Type of Program: Summer Immersion Program


Brief Info: This opportunity is pretty sweet.  Students live with host families, learn as a cohort (lots of emphasis is placed on the group interactions part of the program), and immerse themselves into the language and the culture.  You do not have to have prior knowledge for all of the languages; however, you should have a keen desire to use the language in the future.

2018 Application Deadline: Wednesday, November 15, 2017 at 7:59 pm EST.

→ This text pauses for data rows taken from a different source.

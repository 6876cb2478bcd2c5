//! # Bill Session
//!
//! Holds the current estimation inputs and recomputes on every change.
//!
//! ## Update Flow
//! ```text
//! ┌─────────────────────────────────────────────────────────────────────────┐
//! │                    Session Operations                                   │
//! │                                                                         │
//! │  UI Action                 Session Call              Input Change       │
//! │  ─────────                 ────────────              ────────────       │
//! │  Pick menu items ────────► set_items() ────────────► items              │
//! │  Change party size ──────► set_party_size() ───────► party_size         │
//! │  Open restaurant ────────► set_location() ─────────► location, tax rate │
//! │  Click tip button ───────► select_tip_preset() ────► tip                │
//! │  Type custom tip ────────► set_custom_tip() ───────► tip                │
//! │  Edit tax field ─────────► set_tax_rate() ─────────► tax rate (manual)  │
//! │                                                                         │
//! │  Every call: lock → change input → compute → notify → unlock            │
//! └─────────────────────────────────────────────────────────────────────────┘
//! ```
//!
//! ## Ordering
//! Computation and notification both happen while the session lock is held,
//! so observers and the watch channel see results in input order. Observers
//! must not call back into the same session.

use std::sync::{Arc, Mutex, MutexGuard, PoisonError};

use chrono::{DateTime, Utc};
use tokio::sync::watch;
use tracing::{debug, info, warn};

use dine_core::validation::{
    validate_line_items, validate_location, validate_party_size, validate_tax_rate,
    validate_tip_percentage,
};
use dine_core::{
    compute, BillEstimation, EstimationObserver, LineItem, Percentage, TaxTable, TipPolicy,
};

Type of Program:  Summer Immersion Program; Long-Term Study Program


Brief Info: Oh, DAAD.  This is a super competitive scholarship opportunity in Germany.  Ideally, you do not yet minor or major in German anything (language, studies, history, etc.).  There are scholarship opportunities for either intensive summer programs for students pursuing all degree levels, as well as long term study abroad programs (the longer the better).  Don’t let the competitiveness dissuade you from applying!

2018 Application Deadline: Friday, December 1, 2017 at 5:00 pm EST.

Boren Awards

Type of Program: Long-Term Study Program


Brief Info: The Boren Awards are no joke.  There are a ton of different scholarship and fellowship opportunities, and all come with the same stipulation – you have to work for Uncle Sam.  The idea is that the U.S. government would like to benefit from your commitment to language learning, and its investment in you.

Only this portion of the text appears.